Stock assessment of Pacific saury (Cololabis saira) in the Western North Pacific Ocean through 2018
This paper describes the stock assessment of the Pacific saury (Cololabis saira) in the Western North Pacific Ocean (WNPO) conducted in 2019. The assessment consisted of applying the Bayesian state-space surplus production model with available catches of Pacific saury from Japan, Chinese Taipei, Korea, China, Russia and Vanuatu from 1980 to 2017. Abundance indices available for WNPO saury consisted of standardized catch-per-unit-effort (CPUE) of stick-held dip
net fisheries from Japan (1980-2017), Chinese Taipei (2001-2017), Russia (1994-2017), Korea (2001-2016), and China (2013-2017) and biomass survey from Japan (2003-2018).
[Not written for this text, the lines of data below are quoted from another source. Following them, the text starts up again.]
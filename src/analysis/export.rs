//! JSON export for overview statistics.

use anyhow::{Context, Result};
use std::fs::File;
use std::io::Write;
use std::path::Path;

use super::overview::PlayerOverview;

/// Writes the overview to a pretty-printed JSON file.
pub fn export_to_json(overview: &PlayerOverview, output_path: &Path) -> Result<()> {
    let json = serde_json::to_string_pretty(overview)
        .context("Failed to serialize overview to JSON")?;

    let mut file = File::create(output_path).context(format!(
        "Failed to create JSON file: {}",
        output_path.display()
    ))?;

    file.write_all(json.as_bytes())
        .context("Failed to write JSON data")?;

    Ok(())
}
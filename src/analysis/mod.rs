//! Match log and per-player statistics.
//!
//! This module provides:
//! - Append-only CSV logging of parsed match performances
//! - Per-player aggregates (averages, win rate, recent kills trend)
//! - JSON export of the overview

pub mod export;
pub mod match_log;
pub mod overview;

pub use match_log::MatchLog;
pub use overview::PlayerOverview;

use anyhow::Result;
use std::path::Path;

/// Runs the overview pipeline: load the match log, aggregate one player's
/// records, optionally export JSON.
pub fn generate_overview(
    csv_path: &Path,
    player_ign: &str,
    json_out: Option<&Path>,
) -> Result<PlayerOverview> {
    let log = MatchLog::from_csv(csv_path)?;
    if log.is_empty() {
        crate::log("Match log has no rows yet");
    } else {
        crate::log(&format!("Loaded {} performance rows from log", log.len()));
    }

    let records = log.player_records(player_ign);
    let overview = PlayerOverview::from_records(&records);

    if let Some(path) = json_out {
        export::export_to_json(&overview, path)?;
        crate::log(&format!("Overview JSON saved: {}", path.display()));
    }

    Ok(overview)
}
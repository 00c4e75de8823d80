//! Player row detection.
//!
//! Player names sit in the left half of the table, below the header row.
//! OCR often emits several overlapping fragments for one visual line
//! (shadowed fonts, clan tags), so candidates within a vertical tolerance of
//! an already-accepted row are dropped rather than merged.

use std::collections::HashMap;

use super::config::ParseConfig;
use super::headers::StatColumn;
use crate::vision::Token;

/// UI chrome words that OCR picks up around the table but that are never
/// player names. "krafion" is the usual misread of the Krafton logo.
const NAME_BLACKLIST: &[&str] = &[
    "player", "weapon", "report", "mvp", "sss", "back", "share", "krafion", "bgmi",
];

/// One table line holding a player's OCR'd name and its assigned cells.
#[derive(Debug, Clone)]
pub struct PlayerRow {
    /// Name exactly as OCR read it; resolved against the roster later
    pub raw_ign: String,
    pub y_center: f64,
    /// Raw cell text per column, filled in by the cell assigner
    pub cells: HashMap<StatColumn, String>,
}

fn is_name_candidate(token: &Token, header_y: f64, config: &ParseConfig) -> bool {
    if !token.text.chars().any(char::is_alphabetic) {
        return false;
    }
    let lower = token.text.to_lowercase();
    if NAME_BLACKLIST.contains(&lower.as_str()) || StatColumn::from_label(&lower).is_some() {
        return false;
    }
    if token.text.split_whitespace().count() > 2 {
        return false;
    }
    token.x_center() < config.name_x_cutoff && token.y_center() > header_y + config.header_margin
}

/// Scans the token stream for player rows, in stream order.
///
/// A candidate becomes a new row only if no accepted row lies within the
/// vertical dedup tolerance; later fragments of the same line are dropped.
pub fn locate_rows(tokens: &[Token], header_y: f64, config: &ParseConfig) -> Vec<PlayerRow> {
    let mut rows: Vec<PlayerRow> = Vec::new();

    for token in tokens {
        if !is_name_candidate(token, header_y, config) {
            continue;
        }
        let y_center = token.y_center();
        if rows
            .iter()
            .any(|row| (row.y_center - y_center).abs() < config.row_dedup_tolerance)
        {
            continue;
        }
        rows.push(PlayerRow {
            raw_ign: token.text.clone(),
            y_center,
            cells: HashMap::new(),
        });
    }

    rows
}

#[cfg(test)]
mod tests {
    use super::*;

    fn cfg() -> ParseConfig {
        ParseConfig::default()
    }

    #[test]
    fn test_locate_rows_basic() {
        let tokens = vec![
            Token::from_box("Player1", 10, 110, 80, 130),
            Token::from_box("Player2", 10, 160, 80, 180),
        ];

        let rows = locate_rows(&tokens, 50.0, &cfg());
        assert_eq!(rows.len(), 2);
        assert_eq!(rows[0].raw_ign, "Player1");
        assert_eq!(rows[0].y_center, 120.0);
        assert_eq!(rows[1].raw_ign, "Player2");
        assert!(rows[0].cells.is_empty());
    }

    #[test]
    fn test_near_duplicate_fragments_collapse() {
        // Same visual line read twice, 8px apart — first discovered wins
        let tokens = vec![
            Token::from_box("ShadowFox", 10, 110, 90, 130),
            Token::from_box("ShadowF0x", 10, 118, 90, 138),
        ];

        let rows = locate_rows(&tokens, 50.0, &cfg());
        assert_eq!(rows.len(), 1);
        assert_eq!(rows[0].raw_ign, "ShadowFox");
    }

    #[test]
    fn test_numeric_tokens_rejected() {
        let tokens = vec![Token::from_box("1158", 10, 110, 80, 130)];
        assert!(locate_rows(&tokens, 50.0, &cfg()).is_empty());
    }

    #[test]
    fn test_blacklist_and_header_labels_rejected() {
        let tokens = vec![
            Token::from_box("MVP", 10, 110, 80, 130),
            Token::from_box("Finishes", 10, 160, 80, 180),
            Token::from_box("weapon", 10, 210, 80, 230),
        ];
        assert!(locate_rows(&tokens, 50.0, &cfg()).is_empty());
    }

    #[test]
    fn test_right_half_tokens_rejected() {
        // x-center 600 is past the name column cutoff
        let tokens = vec![Token::from_box("Erangel", 560, 110, 640, 130)];
        assert!(locate_rows(&tokens, 50.0, &cfg()).is_empty());
    }

    #[test]
    fn test_tokens_above_body_rejected() {
        // y-center 55 is inside the header margin of header_y 50
        let tokens = vec![
            Token::from_box("Player1", 10, 45, 80, 65),
            Token::from_box("Player2", 10, 110, 80, 130),
        ];

        let rows = locate_rows(&tokens, 50.0, &cfg());
        assert_eq!(rows.len(), 1);
        assert_eq!(rows[0].raw_ign, "Player2");
    }

    #[test]
    fn test_long_fragments_rejected() {
        let tokens = vec![Token::from_box(
            "Winner Winner Chicken Dinner",
            10,
            110,
            400,
            130,
        )];
        assert!(locate_rows(&tokens, 50.0, &cfg()).is_empty());
    }

    #[test]
    fn test_two_word_name_accepted() {
        let tokens = vec![Token::from_box("TSM Ghatak", 10, 110, 120, 130)];
        let rows = locate_rows(&tokens, 50.0, &cfg());
        assert_eq!(rows.len(), 1);
        assert_eq!(rows[0].raw_ign, "TSM Ghatak");
    }
}
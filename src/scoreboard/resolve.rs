//! Roster identity resolution.
//!
//! OCR'd names are noisy ("ShadowF0x" for "ShadowFox"), so each row's name is
//! fuzzy-matched against the caller's roster of canonical IGNs. Only the
//! single best match at or above the cutoff is accepted; anything below it is
//! dropped rather than recorded under a made-up name, so a bad read can never
//! pollute a real player's history.

use strsim::normalized_levenshtein;

/// Similarity ratio in [0, 1] between an OCR'd name and a roster entry.
pub fn similarity(a: &str, b: &str) -> f64 {
    normalized_levenshtein(a, b)
}

/// The roster entry most similar to `name`, if its similarity reaches the
/// cutoff. Ties keep the entry earlier in roster order.
pub fn closest_match<'a>(name: &str, roster: &'a [String], cutoff: f64) -> Option<&'a str> {
    let mut best: Option<(&str, f64)> = None;
    for candidate in roster {
        let score = similarity(name, candidate);
        if best.is_none_or(|(_, s)| score > s) {
            best = Some((candidate, score));
        }
    }
    best.filter(|&(_, score)| score >= cutoff)
        .map(|(candidate, _)| candidate)
}
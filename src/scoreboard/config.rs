//! Tunable tolerances for the scoreboard parser.
//!
//! The defaults are calibrated for 1600x720-class BGMI result screenshots.
//! A config.json can override individual values when a device's capture
//! resolution shifts the table geometry.

use serde::Deserialize;
use std::fs;
use std::path::Path;

/// Distance tolerances and thresholds used by the layout pipeline.
#[derive(Clone, Debug, Deserialize)]
pub struct ParseConfig {
    /// Name tokens must have their x-center left of this (player column
    /// occupies the left half of the capture)
    #[serde(default = "default_name_x_cutoff")]
    pub name_x_cutoff: f64,
    /// Name tokens must sit at least this many pixels below the header row
    #[serde(default = "default_header_margin")]
    pub header_margin: f64,
    /// Two name tokens closer than this vertically are the same table line
    #[serde(default = "default_row_dedup_tolerance")]
    pub row_dedup_tolerance: f64,
    /// Maximum vertical distance between a stat value and its row
    #[serde(default = "default_row_assign_tolerance")]
    pub row_assign_tolerance: f64,
    /// Maximum horizontal distance between a stat value and its column
    #[serde(default = "default_column_assign_tolerance")]
    pub column_assign_tolerance: f64,
    /// Minimum similarity for accepting a roster match of an OCR'd name
    #[serde(default = "default_fuzzy_cutoff")]
    pub fuzzy_cutoff: f64,
    /// Rank lines longer than this are banner text, not the "#N" marker
    #[serde(default = "default_rank_line_max_len")]
    pub rank_line_max_len: usize,
}

fn default_name_x_cutoff() -> f64 {
    500.0
}

fn default_header_margin() -> f64 {
    10.0
}

fn default_row_dedup_tolerance() -> f64 {
    15.0
}

fn default_row_assign_tolerance() -> f64 {
    30.0
}

fn default_column_assign_tolerance() -> f64 {
    100.0
}

fn default_fuzzy_cutoff() -> f64 {
    0.7
}

fn default_rank_line_max_len() -> usize {
    15
}

impl Default for ParseConfig {
    fn default() -> Self {
        Self {
            name_x_cutoff: default_name_x_cutoff(),
            header_margin: default_header_margin(),
            row_dedup_tolerance: default_row_dedup_tolerance(),
            row_assign_tolerance: default_row_assign_tolerance(),
            column_assign_tolerance: default_column_assign_tolerance(),
            fuzzy_cutoff: default_fuzzy_cutoff(),
            rank_line_max_len: default_rank_line_max_len(),
        }
    }
}

/// Loads configuration from the given JSON file, or returns defaults.
/// A missing or malformed file falls back to defaults with a warning.
pub fn load_config(path: Option<&Path>) -> ParseConfig {
    let Some(path) = path else {
        return ParseConfig::default();
    };

    match fs::read_to_string(path) {
        Ok(contents) => match serde_json::from_str(&contents) {
            Ok(config) => {
                crate::log(&format!("Parse config loaded from {}", path.display()));
                config
            }
            Err(e) => {
                crate::log(&format!(
                    "Failed to parse {}: {}. Using defaults.",
                    path.display(),
                    e
                ));
                ParseConfig::default()
            }
        },
        Err(e) => {
            crate::log(&format!(
                "Failed to read {}: {}. Using defaults.",
                path.display(),
                e
            ));
            ParseConfig::default()
        }
    }
}
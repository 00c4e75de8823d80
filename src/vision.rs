//! Token input from the OCR service.
//!
//! The scoreboard parser consumes text annotations in the shape produced by
//! Google Cloud Vision's text detection: each annotation carries the
//! recognized text and a four-vertex bounding polygon in pixel coordinates.
//! The first annotation of a detection is the whole-image text blob; the
//! word-level annotations follow it in stream order.

use anyhow::{Context, Result};
use serde::Deserialize;
use std::fs;
use std::path::Path;

/// One corner of a bounding polygon. Vision omits zero-valued coordinates,
/// hence the defaults.
#[derive(Debug, Clone, Copy, Default, Deserialize)]
pub struct Vertex {
    #[serde(default)]
    pub x: i32,
    #[serde(default)]
    pub y: i32,
}

/// Axis-aligned bounding polygon, vertices in clockwise order starting at
/// the top-left corner.
#[derive(Debug, Clone, Default, Deserialize)]
pub struct BoundingPoly {
    pub vertices: Vec<Vertex>,
}

/// One recognized text fragment with its pixel bounding box.
#[derive(Debug, Clone, Deserialize)]
pub struct Token {
    #[serde(rename = "description")]
    pub text: String,
    #[serde(rename = "boundingPoly", default)]
    pub bounds: BoundingPoly,
}

impl Token {
    /// Builds a token from an axis-aligned box. Mainly for adapters feeding
    /// the parser from OCR engines that report left/top/width/height.
    pub fn from_box(text: &str, left: i32, top: i32, right: i32, bottom: i32) -> Self {
        Token {
            text: text.to_string(),
            bounds: BoundingPoly {
                vertices: vec![
                    Vertex { x: left, y: top },
                    Vertex { x: right, y: top },
                    Vertex { x: right, y: bottom },
                    Vertex { x: left, y: bottom },
                ],
            },
        }
    }

    /// Horizontal center: midpoint of the top edge.
    pub fn x_center(&self) -> f64 {
        (self.vertex_x(0) + self.vertex_x(1)) / 2.0
    }

    /// Vertical center: midpoint of top-left and bottom-right corners.
    pub fn y_center(&self) -> f64 {
        (self.vertex_y(0) + self.vertex_y(2)) / 2.0
    }

    fn vertex_x(&self, i: usize) -> f64 {
        self.bounds.vertices.get(i).map_or(0.0, |v| v.x as f64)
    }

    fn vertex_y(&self, i: usize) -> f64 {
        self.bounds.vertices.get(i).map_or(0.0, |v| v.y as f64)
    }
}

/// One detection result inside a Vision REST envelope.
#[derive(Debug, Deserialize)]
struct VisionResponse {
    #[serde(rename = "textAnnotations", default)]
    text_annotations: Vec<Token>,
}

/// Top-level Vision REST response: `{"responses": [{"textAnnotations": [..]}]}`.
#[derive(Debug, Deserialize)]
struct VisionEnvelope {
    responses: Vec<VisionResponse>,
}

/// Reads a token stream from a JSON file.
///
/// Accepts either a full Vision REST envelope or a bare annotation array,
/// so dumps saved from the API and hand-assembled token lists both work.
pub fn load_tokens(path: &Path) -> Result<Vec<Token>> {
    let contents = fs::read_to_string(path)
        .context(format!("Failed to read OCR dump: {}", path.display()))?;
    parse_tokens(&contents)
}

/// Parses a token stream from JSON text. See [`load_tokens`].
pub fn parse_tokens(json: &str) -> Result<Vec<Token>> {
    if let Ok(envelope) = serde_json::from_str::<VisionEnvelope>(json) {
        return Ok(envelope
            .responses
            .into_iter()
            .flat_map(|r| r.text_annotations)
            .collect());
    }

    serde_json::from_str::<Vec<Token>>(json)
        .context("OCR dump is neither a Vision response envelope nor a token array")
}
// SPDX-License-Identifier: MIT

//! Admin-role authorization middleware.
//!
//! Runs after `require_auth` and checks the authenticated user's row in
//! the `profiles` table. Anything other than `role = 'admin'` (including
//! a missing profile) is rejected with 403.

use crate::error::AppError;
use crate::middleware::auth::AuthUser;
use crate::AppState;
use axum::{
    extract::{Request, State},
    middleware::Next,
    response::Response,
};
use std::sync::Arc;

/// Middleware that requires the caller to hold the admin role.
pub async fn require_admin(
    State(state): State<Arc<AppState>>,
    request: Request,
    next: Next,
) -> Result<Response, AppError> {
    let user = request
        .extensions()
        .get::<AuthUser>()
        .cloned()
        .ok_or(AppError::Unauthorized)?;

    match state.db.get_profile(&user.user_id).await? {
        Some(profile) if profile.is_admin() => Ok(next.run(request).await),
        _ => {
            tracing::warn!(user_id = %user.user_id, "Admin check failed");
            Err(AppError::Forbidden)
        }
    }
}
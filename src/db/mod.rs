//! Database layer (SQLite via sqlx).

pub mod sqlite;

pub use sqlite::Db;
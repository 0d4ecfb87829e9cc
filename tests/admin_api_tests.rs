// SPDX-License-Identifier: MIT

//! Admin console record tests: role gating and news/live/venue CRUD.

use axum::http::StatusCode;
use serde_json::json;
use tower::ServiceExt;

mod common;

use common::{bare_request, body_json, json_request};

#[tokio::test]
async fn test_admin_routes_require_auth() {
    let (app, _) = common::create_test_app().await;

    let request = axum::http::Request::builder()
        .method("GET")
        .uri("/api/admin/news")
        .body(axum::body::Body::empty())
        .unwrap();

    let response = app.oneshot(request).await.unwrap();
    assert_eq!(response.status(), StatusCode::UNAUTHORIZED);
}

#[tokio::test]
async fn test_admin_routes_reject_non_admin() {
    let (app, state) = common::create_test_app().await;

    // A plain user, and a user with no profile row at all.
    state.db.upsert_profile("user-1", "user").await.unwrap();

    for user in ["user-1", "no-profile-user"] {
        let response = app
            .clone()
            .oneshot(bare_request("GET", "/api/admin/news", user))
            .await
            .unwrap();
        assert_eq!(response.status(), StatusCode::FORBIDDEN);
    }
}

#[tokio::test]
async fn test_news_draft_publish_flow() {
    let (app, state) = common::create_test_app().await;
    state.db.upsert_profile("admin-1", "admin").await.unwrap();

    // Create a draft
    let response = app
        .clone()
        .oneshot(json_request(
            "POST",
            "/api/admin/news",
            "admin-1",
            json!({
                "slug": "hello-world",
                "title_ja": "サイトリニューアルのお知らせ",
                "title_en": "Website Renewal",
                "body_ja": "公式サイトをリニューアルしました。",
                "category": "info",
                "status": "draft"
            }),
        ))
        .await
        .unwrap();
    assert_eq!(response.status(), StatusCode::OK);
    let created = body_json(response).await;
    assert_eq!(created["success"], true);
    let id = created["id"].as_str().unwrap().to_string();

    // Drafts are hidden from the public listing
    let response = app
        .clone()
        .oneshot(
            axum::http::Request::builder()
                .uri("/api/news")
                .body(axum::body::Body::empty())
                .unwrap(),
        )
        .await
        .unwrap();
    let body = body_json(response).await;
    assert!(body["news"].as_array().unwrap().is_empty());

    // ...but present in the admin listing
    let response = app
        .clone()
        .oneshot(bare_request("GET", "/api/admin/news", "admin-1"))
        .await
        .unwrap();
    let listing = body_json(response).await;
    assert_eq!(listing.as_array().unwrap().len(), 1);

    // Publish it
    let response = app
        .clone()
        .oneshot(json_request(
            "PUT",
            &format!("/api/admin/news/{}", id),
            "admin-1",
            json!({
                "slug": "hello-world",
                "title_ja": "サイトリニューアルのお知らせ",
                "title_en": "Website Renewal",
                "body_ja": "公式サイトをリニューアルしました。",
                "category": "info",
                "status": "published",
                "published_at": "2026-08-01T00:00:00Z"
            }),
        ))
        .await
        .unwrap();
    assert_eq!(response.status(), StatusCode::OK);

    // Now visible publicly
    let response = app
        .oneshot(
            axum::http::Request::builder()
                .uri("/api/news")
                .body(axum::body::Body::empty())
                .unwrap(),
        )
        .await
        .unwrap();
    let body = body_json(response).await;
    let news = body["news"].as_array().unwrap();
    assert_eq!(news.len(), 1);
    assert_eq!(news[0]["slug"], "hello-world");
    assert_eq!(news[0]["title_en"], "Website Renewal");
}

#[tokio::test]
async fn test_news_validation_rejects_blank_fields() {
    let (app, state) = common::create_test_app().await;
    state.db.upsert_profile("admin-1", "admin").await.unwrap();

    let cases = [
        json!({"slug": "", "title_ja": "タイトル"}),
        json!({"slug": "ok-slug", "title_ja": "  "}),
        json!({"slug": "ok-slug", "title_ja": "タイトル", "status": "archived"}),
    ];

    for body in cases {
        let response = app
            .clone()
            .oneshot(json_request("POST", "/api/admin/news", "admin-1", body))
            .await
            .unwrap();
        assert_eq!(response.status(), StatusCode::BAD_REQUEST);
    }
}

#[tokio::test]
async fn test_news_delete_and_missing_id() {
    let (app, state) = common::create_test_app().await;
    state.db.upsert_profile("admin-1", "admin").await.unwrap();

    let response = app
        .clone()
        .oneshot(json_request(
            "POST",
            "/api/admin/news",
            "admin-1",
            json!({"slug": "to-delete", "title_ja": "削除予定"}),
        ))
        .await
        .unwrap();
    let id = body_json(response).await["id"].as_str().unwrap().to_string();

    let response = app
        .clone()
        .oneshot(bare_request(
            "DELETE",
            &format!("/api/admin/news/{}", id),
            "admin-1",
        ))
        .await
        .unwrap();
    assert_eq!(response.status(), StatusCode::OK);

    // Second delete: the row is gone
    let response = app
        .oneshot(bare_request(
            "DELETE",
            &format!("/api/admin/news/{}", id),
            "admin-1",
        ))
        .await
        .unwrap();
    assert_eq!(response.status(), StatusCode::NOT_FOUND);
}

#[tokio::test]
async fn test_live_with_venue_appears_in_public_listing() {
    let (app, state) = common::create_test_app().await;
    state.db.upsert_profile("admin-1", "admin").await.unwrap();

    let response = app
        .clone()
        .oneshot(json_request(
            "POST",
            "/api/admin/venues",
            "admin-1",
            json!({
                "name_ja": "渋谷 WWW",
                "name_en": "Shibuya WWW",
                "address_ja": "東京都渋谷区宇田川町13-17"
            }),
        ))
        .await
        .unwrap();
    assert_eq!(response.status(), StatusCode::OK);
    let venue_id = body_json(response).await["id"].as_str().unwrap().to_string();

    let response = app
        .clone()
        .oneshot(json_request(
            "POST",
            "/api/admin/lives",
            "admin-1",
            json!({
                "title_ja": "Crazy Night Vol.1",
                "date": "2026-04-01T10:00:00Z",
                "open_time": "18:00",
                "start_time": "19:00",
                "price_ja": "¥3,500",
                "venue_id": venue_id,
                "status": "published"
            }),
        ))
        .await
        .unwrap();
    assert_eq!(response.status(), StatusCode::OK);

    let response = app
        .oneshot(
            axum::http::Request::builder()
                .uri("/api/lives")
                .body(axum::body::Body::empty())
                .unwrap(),
        )
        .await
        .unwrap();
    let body = body_json(response).await;
    let lives = body["lives"].as_array().unwrap();
    assert_eq!(lives.len(), 1);
    assert_eq!(lives[0]["title_ja"], "Crazy Night Vol.1");
    assert_eq!(lives[0]["venue_name_ja"], "渋谷 WWW");
    assert_eq!(lives[0]["venue_name_en"], "Shibuya WWW");
}

#[tokio::test]
async fn test_live_delete_removes_from_listings() {
    let (app, state) = common::create_test_app().await;
    state.db.upsert_profile("admin-1", "admin").await.unwrap();

    let response = app
        .clone()
        .oneshot(json_request(
            "POST",
            "/api/admin/lives",
            "admin-1",
            json!({"title_ja": "Crazy Night Vol.2", "status": "published"}),
        ))
        .await
        .unwrap();
    let id = body_json(response).await["id"].as_str().unwrap().to_string();

    let response = app
        .clone()
        .oneshot(bare_request(
            "DELETE",
            &format!("/api/admin/lives/{}", id),
            "admin-1",
        ))
        .await
        .unwrap();
    assert_eq!(response.status(), StatusCode::OK);

    let response = app
        .clone()
        .oneshot(
            axum::http::Request::builder()
                .uri("/api/lives")
                .body(axum::body::Body::empty())
                .unwrap(),
        )
        .await
        .unwrap();
    let body = body_json(response).await;
    assert!(body["lives"].as_array().unwrap().is_empty());

    let response = app
        .oneshot(bare_request("GET", "/api/admin/lives", "admin-1"))
        .await
        .unwrap();
    let listing = body_json(response).await;
    assert!(listing.as_array().unwrap().is_empty());
}

#[tokio::test]
async fn test_update_missing_live_is_not_found() {
    let (app, state) = common::create_test_app().await;
    state.db.upsert_profile("admin-1", "admin").await.unwrap();

    let response = app
        .oneshot(json_request(
            "PUT",
            "/api/admin/lives/00000000-0000-0000-0000-000000000000",
            "admin-1",
            json!({"title_ja": "どこにもない"}),
        ))
        .await
        .unwrap();

    assert_eq!(response.status(), StatusCode::NOT_FOUND);
}
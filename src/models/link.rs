// SPDX-License-Identifier: MIT

//! Point-card link records.

use serde::{Deserialize, Serialize};

/// A link joined with its resolved group name, as listed to the owner.
/// Backed by `user_profile_links`, which holds at most one row per
/// (user, group) pair.
///
/// `group_name` comes from the local `groups` snapshot when present and
/// falls back to a synthesized "Group {id}" otherwise.
#[derive(Debug, Clone, Serialize, Deserialize, PartialEq)]
pub struct LinkedGroup {
    /// Link row id
    pub id: i64,
    pub group_id: i64,
    pub group_name: String,
}
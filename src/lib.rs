// SPDX-License-Identifier: MIT

//! Fansite API: backend for a bilingual music-act fan site.
//!
//! This crate provides the HTTP API behind the public pages (news, live
//! events) and the point-card loyalty widget, plus the admin console's
//! persisted records.

pub mod config;
pub mod db;
pub mod error;
pub mod middleware;
pub mod models;
pub mod routes;
pub mod services;

use config::Config;
use db::Db;
use services::PointCardService;

/// Shared application state.
pub struct AppState {
    pub config: Config,
    pub db: Db,
    pub point_card: PointCardService,
}
// SPDX-License-Identifier: MIT

//! Security headers middleware.

use axum::{extract::Request, http::HeaderValue, middleware::Next, response::Response};

/// Add security headers to all responses.
pub async fn add_security_headers(req: Request, next: Next) -> Response {
    let mut response = next.run(req).await;
    let headers = response.headers_mut();

    headers.insert(
        "X-Content-Type-Options",
        HeaderValue::from_static("nosniff"),
    );
    headers.insert("X-Frame-Options", HeaderValue::from_static("DENY"));
    headers.insert(
        "Strict-Transport-Security",
        HeaderValue::from_static("max-age=31536000; includeSubDomains"),
    );
    headers.insert(
        "Content-Security-Policy",
        HeaderValue::from_static("default-src 'none'; frame-ancestors 'none'"),
    );
    headers.insert("Referrer-Policy", HeaderValue::from_static("no-referrer"));

    response
}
Further developments to the stock assessment have been undertaken to address the recommendations of the 2018 3rd TWG-PASS meeting in response to the uncertainty of the Japanese survey’s catchability and the potential change of catchability of the Japanese stick-held dip net fishery in the 1980s. Six base case models were considered for the assessment outputs. The results of stock assessment indicated that the absolute estimated biomass trends before 2000 were sensitive to the early Japanese index (1980-1993), while the estimated biomass levels were sensitive to the catchability from the Japanese survey. Time-series of biomass showed an increasing pattern since 2000 with the peaks in 2005 and 2008, after then dramatically decreased until 2017. It should be noted that the estimated biomass has slightly increased in 2018 for all base case models examined. The ensemble stock condition from the results of the structural uncertainty grid indicated that the overall median depletion and the ratio of biomass to BMSY in 2017 were estimated at 0.47 (80 percentile range 0.28-0.66) and 0.70 (80 percentile range 0.43- 1.01). Recent fishing mortality is estimated to be below FMSY (median F2015-2017/FMSY =0.78, 80 percentile range 0.39-1.88).